September 12, 2016
Flu Symptoms Begin To Spike, Nasal Influenza Vaccine No Longer Recommended By CDC

Reports of Flu symptoms have begun to increase throughout the United States. However, as the 2016-2017 flu season begins, the Centers for Disease Control and Prevention are no longer recommending the nasal flu vaccine. Although FluMist was determined to be insufficient, healthcare officials are still encouraging the use of injected vaccines.

As defined by the CDC, influenza is "a contagious respiratory illness caused by influenza viruses."

Flu symptoms can range from mild to severe, and may include aches and pains, chills, coughing, fatigue, fever, headache, and nasal symptoms. Although some patients experience diarrhea and vomiting, they are not common symptoms of the respiratory flu.

Although flu symptoms are generally mild, complications can occur in children, the elderly, and patients with compromised immune systems. According to the CDC, complications may include the development of more severe illness including respiratory infection, inflammation of the brain or heart, and organ failure.

The specific numbers are unknown, but the CDC estimates between 3,000 and 49,000 people die from the flu or flu-related symptoms each year.

To prevent the possibility of serious illness or death, healthcare officials recommend influenza vaccines for everyone over the age of 6 months, except those with known contraindications.

Although flu vaccines are traditionally administered with a needle, FluMist, which was introduced in 2003, has become a popular alternative.

FluMist is a nasal flu vaccine, which is sprayed directly into the nose. As the application is less painful than a traditional flu shot, it is a popular choice for vaccinating children.

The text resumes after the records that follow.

use chrono::NaiveDate;
use serde::{Deserialize, Serialize};

/// Evidence categories a triage run can acquire, in fixed acquisition order.
#[derive(Debug, Clone, Copy, Serialize, Deserialize, PartialEq, Eq, Hash)]
#[serde(rename_all = "snake_case")]
pub enum EvidenceCategory {
    CallLogs,
    Sms,
    Photos,
    Videos,
    MessagingBackup,
}

impl EvidenceCategory {
    pub const ALL: [EvidenceCategory; 5] = [
        EvidenceCategory::CallLogs,
        EvidenceCategory::Sms,
        EvidenceCategory::Photos,
        EvidenceCategory::Videos,
        EvidenceCategory::MessagingBackup,
    ];

    pub fn label(&self) -> &'static str {
        match self {
            EvidenceCategory::CallLogs => "Call Logs",
            EvidenceCategory::Sms => "Filtered SMS",
            EvidenceCategory::Photos => "Extracting Photos",
            EvidenceCategory::Videos => "Extracting Videos",
            EvidenceCategory::MessagingBackup => "Extracting WhatsApp Backup",
        }
    }

    pub fn parse(value: &str) -> Option<Self> {
        match value.trim().to_lowercase().as_str() {
            "call_logs" | "calls" => Some(EvidenceCategory::CallLogs),
            "sms" => Some(EvidenceCategory::Sms),
            "photos" => Some(EvidenceCategory::Photos),
            "videos" => Some(EvidenceCategory::Videos),
            "messaging_backup" | "whatsapp" => Some(EvidenceCategory::MessagingBackup),
            _ => None,
        }
    }
}

/// Inclusive-from date window. Either bound may be absent; an absent bound
/// imposes no constraint. `from <= to` is not enforced here.
#[derive(Debug, Clone, Copy, Default, Serialize, Deserialize, PartialEq, Eq)]
pub struct DateRange {
    pub from: Option<NaiveDate>,
    pub to: Option<NaiveDate>,
}

impl DateRange {
    /// Builds a range from user-supplied `YYYY-MM-DD` strings. A malformed or
    /// empty bound is treated as absent, widening the filter rather than
    /// rejecting the request.
    pub fn from_strs(from: &str, to: &str) -> Self {
        Self {
            from: parse_date_bound(from),
            to: parse_date_bound(to),
        }
    }

    pub fn is_unbounded(&self) -> bool {
        self.from.is_none() && self.to.is_none()
    }
}

fn parse_date_bound(value: &str) -> Option<NaiveDate> {
    let trimmed = value.trim();
    if trimmed.is_empty() {
        return None;
    }
    NaiveDate::parse_from_str(trimmed, "%Y-%m-%d").ok()
}

/// One triage run's worth of selections; built once by the caller and
/// immutable while the run is in progress.
#[derive(Debug, Clone, Serialize, Deserialize, PartialEq, Eq)]
pub struct EvidenceRequest {
    pub categories: Vec<EvidenceCategory>,
    pub keyword: Option<String>,
    pub range: DateRange,
}

impl EvidenceRequest {
    pub fn new(categories: Vec<EvidenceCategory>, keyword: Option<String>, range: DateRange) -> Self {
        Self {
            categories,
            keyword,
            range,
        }
    }

    pub fn wants(&self, category: EvidenceCategory) -> bool {
        self.categories.contains(&category)
    }
}

#[derive(Debug, Clone, Serialize, Deserialize, PartialEq, Eq)]
pub struct DeviceSummary {
    pub serial: String,
    pub state: String,
    pub model: Option<String>,
    pub product: Option<String>,
    pub device: Option<String>,
    pub transport_id: Option<String>,
}

#[derive(Debug, Clone, Serialize, Deserialize, PartialEq, Eq)]
pub struct ConnectivityStatus {
    pub connected: bool,
    pub devices: Vec<DeviceSummary>,
}

/// One row read from the messaging store. The timestamp is already rendered
/// to calendar form by the query itself.
#[derive(Debug, Clone, Serialize, Deserialize, PartialEq, Eq)]
pub struct MessageRow {
    pub timestamp: String,
    pub conversation_id: String,
    pub content: Option<String>,
}

/// Per-artifact result of one export attempt. The pdf writer is allowed to
/// fail without failing the export as a whole.
#[derive(Debug, Clone, Default, Serialize, Deserialize, PartialEq, Eq)]
pub struct ExportOutcome {
    pub text_path: Option<String>,
    pub csv_path: Option<String>,
    pub pdf_path: Option<String>,
    pub pdf_error: Option<String>,
}

#[cfg(test)]
mod tests {
    use super::*;

    #[test]
    fn parses_date_bounds() {
        let range = DateRange::from_strs("2023-11-01", "2023-11-30");
        assert_eq!(
            range.from,
            Some(NaiveDate::from_ymd_opt(2023, 11, 1).expect("valid date"))
        );
        assert_eq!(
            range.to,
            Some(NaiveDate::from_ymd_opt(2023, 11, 30).expect("valid date"))
        );
    }

    #[test]
    fn malformed_bound_is_treated_as_absent() {
        let range = DateRange::from_strs("not-a-date", "2023/11/30");
        assert!(range.is_unbounded());
        let range = DateRange::from_strs("", "  ");
        assert!(range.is_unbounded());
    }

    #[test]
    fn parses_category_names() {
        assert_eq!(
            EvidenceCategory::parse("call_logs"),
            Some(EvidenceCategory::CallLogs)
        );
        assert_eq!(
            EvidenceCategory::parse("WhatsApp"),
            Some(EvidenceCategory::MessagingBackup)
        );
        assert_eq!(EvidenceCategory::parse("contacts"), None);
    }

    #[test]
    fn request_reports_selected_categories() {
        let request = EvidenceRequest::new(
            vec![EvidenceCategory::Sms, EvidenceCategory::Photos],
            Some("urgent".to_string()),
            DateRange::default(),
        );
        assert!(request.wants(EvidenceCategory::Sms));
        assert!(!request.wants(EvidenceCategory::CallLogs));
    }
}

Wall Street Journal reports an estimated one-third of parents choose FluMist for their children as opposed to the traditional shot. However, the option is not being recommended for the 2016-2017 flu season.

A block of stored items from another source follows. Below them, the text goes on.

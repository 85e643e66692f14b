use std::path::Path;

use tracing::{info, warn};

use crate::app::backup::unpack_backup;
use crate::app::bridge::client::DeviceBridge;
use crate::app::config::TriageConfig;
use crate::app::devices::{connectivity_from_output, describe_connection_failure};
use crate::app::discovery::{discover_files, PREVIEW_CAP};
use crate::app::error::AppError;
use crate::app::export;
use crate::app::filter::{filter_by_date, filter_by_keyword_and_date};
use crate::app::models::{
    ConnectivityStatus, DateRange, EvidenceCategory, EvidenceRequest, ExportOutcome,
};
use crate::app::msgstore::{format_message, read_messages};
use crate::app::report::{EvidenceReport, ReportSection};

// Device-side contract: content-provider URIs and media folders the bridge
// is asked for. These mirror the stock Android layout.
const CALL_LOG_URI: &str = "content://call_log/calls";
const SMS_INBOX_URI: &str = "content://sms/inbox";
const PHOTO_SOURCES: &[&str] = &["/sdcard/DCIM", "/sdcard/Pictures"];
const VIDEO_SOURCES: &[&str] = &["/sdcard/Movies", "/sdcard/DCIM"];
const PHOTO_SUFFIXES: &[&str] = &[".png", ".jpg", ".jpeg", ".bmp", ".gif"];
const VIDEO_SUFFIXES: &[&str] = &[".mp4", ".avi", ".mov", ".mkv", ".3gp"];
const MESSAGING_PACKAGE: &str = "com.whatsapp";

fn argv(parts: &[&str]) -> Vec<String> {
    parts.iter().map(|p| p.to_string()).collect()
}

/// Asks the bridge for its device list and scans it for a connected entry.
pub fn check_connectivity<B: DeviceBridge + ?Sized>(
    bridge: &B,
    trace_id: &str,
) -> Result<ConnectivityStatus, AppError> {
    let output = bridge.execute(&argv(&["devices", "-l"]), trace_id)?;
    Ok(connectivity_from_output(&output))
}

/// Runs acquisition for every requested category in fixed order and returns
/// the accumulated report.
///
/// Connectivity is a precondition: without a connected device nothing is
/// acquired. Past that point a category failure is rendered into the report
/// as an inline error section and the run continues with the next category.
pub fn acquire<B: DeviceBridge + ?Sized>(
    bridge: &B,
    request: &EvidenceRequest,
    config: &TriageConfig,
    trace_id: &str,
) -> Result<EvidenceReport, AppError> {
    let status = check_connectivity(bridge, trace_id)?;
    if !status.connected {
        return Err(AppError::transport(
            describe_connection_failure(&status),
            trace_id,
        ));
    }
    info!(trace_id = %trace_id, devices = status.devices.len(), "Starting acquisition");

    let mut report = EvidenceReport::new();
    for category in EvidenceCategory::ALL {
        if !request.wants(category) {
            continue;
        }
        let result = match category {
            EvidenceCategory::CallLogs => acquire_call_logs(bridge, &request.range, trace_id),
            EvidenceCategory::Sms => {
                acquire_sms(bridge, request.keyword.as_deref(), &request.range, trace_id)
            }
            EvidenceCategory::Photos => acquire_media(
                bridge,
                category,
                PHOTO_SOURCES,
                Path::new(&config.acquisition.photos_dir),
                PHOTO_SUFFIXES,
                "photos",
                trace_id,
            ),
            EvidenceCategory::Videos => acquire_media(
                bridge,
                category,
                VIDEO_SOURCES,
                Path::new(&config.acquisition.videos_dir),
                VIDEO_SUFFIXES,
                "videos",
                trace_id,
            ),
            EvidenceCategory::MessagingBackup => {
                acquire_messaging_backup(bridge, config, trace_id)
            }
        };
        match result {
            Ok(section) => report.push(section),
            Err(err) => {
                warn!(trace_id = %trace_id, category = ?category, error = %err, "Category acquisition failed");
                let mut section = ReportSection::new(category.label());
                section.push(err.error.clone());
                report.push(section);
            }
        }
    }
    Ok(report)
}

/// Writes the report's export artifacts into `dest`.
pub fn export_report(
    report: &EvidenceReport,
    dest: &Path,
    trace_id: &str,
) -> Result<ExportOutcome, AppError> {
    export::write_artifacts(&report.render(), dest, trace_id)
}

fn acquire_call_logs<B: DeviceBridge + ?Sized>(
    bridge: &B,
    range: &DateRange,
    trace_id: &str,
) -> Result<ReportSection, AppError> {
    let output = bridge.execute(
        &argv(&["shell", "content", "query", "--uri", CALL_LOG_URI]),
        trace_id,
    )?;
    let filtered = filter_by_date(&output, range);
    let mut section = ReportSection::new(EvidenceCategory::CallLogs.label());
    if !filtered.is_empty() {
        section.extend(filtered.split('\n'));
    }
    Ok(section)
}

fn acquire_sms<B: DeviceBridge + ?Sized>(
    bridge: &B,
    keyword: Option<&str>,
    range: &DateRange,
    trace_id: &str,
) -> Result<ReportSection, AppError> {
    let output = bridge.execute(
        &argv(&["shell", "content", "query", "--uri", SMS_INBOX_URI]),
        trace_id,
    )?;
    let filtered = filter_by_keyword_and_date(&output, keyword, range);
    let mut section = ReportSection::new(EvidenceCategory::Sms.label());
    if !filtered.is_empty() {
        section.extend(filtered.split('\n'));
    }
    Ok(section)
}

fn acquire_media<B: DeviceBridge + ?Sized>(
    bridge: &B,
    category: EvidenceCategory,
    sources: &[&str],
    local_dir: &Path,
    suffixes: &[&str],
    noun: &str,
    trace_id: &str,
) -> Result<ReportSection, AppError> {
    let local = local_dir.to_string_lossy().to_string();
    for source in sources {
        // Pull output carries no contract; files land under `local` or not.
        let _ = bridge.execute(&argv(&["pull", source, &local]), trace_id)?;
    }

    let mut section = ReportSection::new(category.label());
    section.push(format!(
        "{} saved to {}",
        capitalize(noun),
        local_dir.display()
    ));

    let found = discover_files(local_dir, suffixes);
    if found.is_empty() {
        section.push(format!("No {noun} found."));
        return Ok(section);
    }
    section.push(format!("--- {} Preview (filenames) ---", capitalize(noun)));
    for path in found.iter().take(PREVIEW_CAP) {
        if let Some(name) = path.file_name() {
            section.push(name.to_string_lossy().to_string());
        }
    }
    Ok(section)
}

fn acquire_messaging_backup<B: DeviceBridge + ?Sized>(
    bridge: &B,
    config: &TriageConfig,
    trace_id: &str,
) -> Result<ReportSection, AppError> {
    let backup_file = &config.acquisition.backup_file;
    bridge.execute(
        &argv(&["backup", "-f", backup_file, "-apk", MESSAGING_PACKAGE]),
        trace_id,
    )?;

    let mut section = ReportSection::new(EvidenceCategory::MessagingBackup.label());
    let located = unpack_backup(
        Path::new(backup_file),
        Path::new(&config.acquisition.backup_dir),
        trace_id,
    )?;
    match located {
        None => section.push("No data found."),
        Some(db_path) => match read_messages(&db_path, trace_id) {
            Ok(rows) => {
                section.push("--- WhatsApp Messages ---");
                for row in &rows {
                    section.push(format_message(row));
                }
            }
            // Database failures stay inside the category; the run goes on.
            Err(err) => section.push(format!("WhatsApp DB Error: {}", err.error)),
        },
    }
    Ok(section)
}

fn capitalize(word: &str) -> String {
    let mut chars = word.chars();
    match chars.next() {
        Some(first) => first.to_uppercase().collect::<String>() + chars.as_str(),
        None => String::new(),
    }
}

The recommendation is based on data, which suggests the nasal flu vaccine simply is not effective in preventing seasonal influenza.

According to the CDC, the injected flu vaccine reduces the risk of contracting the flu by an estimated 63 percent. In stark contrast, FluMist reduces the risk by an estimated three percent.

Healthcare officials are concerned that the recommendation will discourage parents from getting their children vaccinated because some children are terribly frightened of needles.

However, Children's Hospital of Philadelphia Vaccine Education Center Director Paul Offit said flu symptoms, which can become severe, are far worse than the pain of a shot.

"Although it does hurt and it's no fun getting a shot, it's really important to get an influenza vaccine."
Offit underlined the fact that an estimated 200,000 people are hospitalized each year due to flu symptoms and complications.
Flu season generally begins in October and peaks in February. Unfortunately, healthcare officials believe the 2016-2017 flu season has already begun.

In South Carolina, doctors have confirmed at least 59 cases of influenza in recent weeks. The numbers are specifically concerning, as the seasonal flu rarely spreads during the hotter months. As reported by Fox Carolina, the numbers are also significantly higher than they were last year at this time.

Although flu symptoms are already being reported in several states, the CDC has not noted an actual outbreak at this time.

In addition to getting the flu vaccine, the possibility of catching or spreading influenza can be reduced by avoiding contact with people who are already sick. The CDC also recommends staying home from school or work while experiencing flu symptoms.

For children, the elderly, pregnant women, and those with a compromised immune system, the CDC said the flu shot is the most effective way to reduce the risk of contracting the flu. Although FluMist is a popular choice for many families, healthcare officials have determined nasal flu vaccines are no longer effective.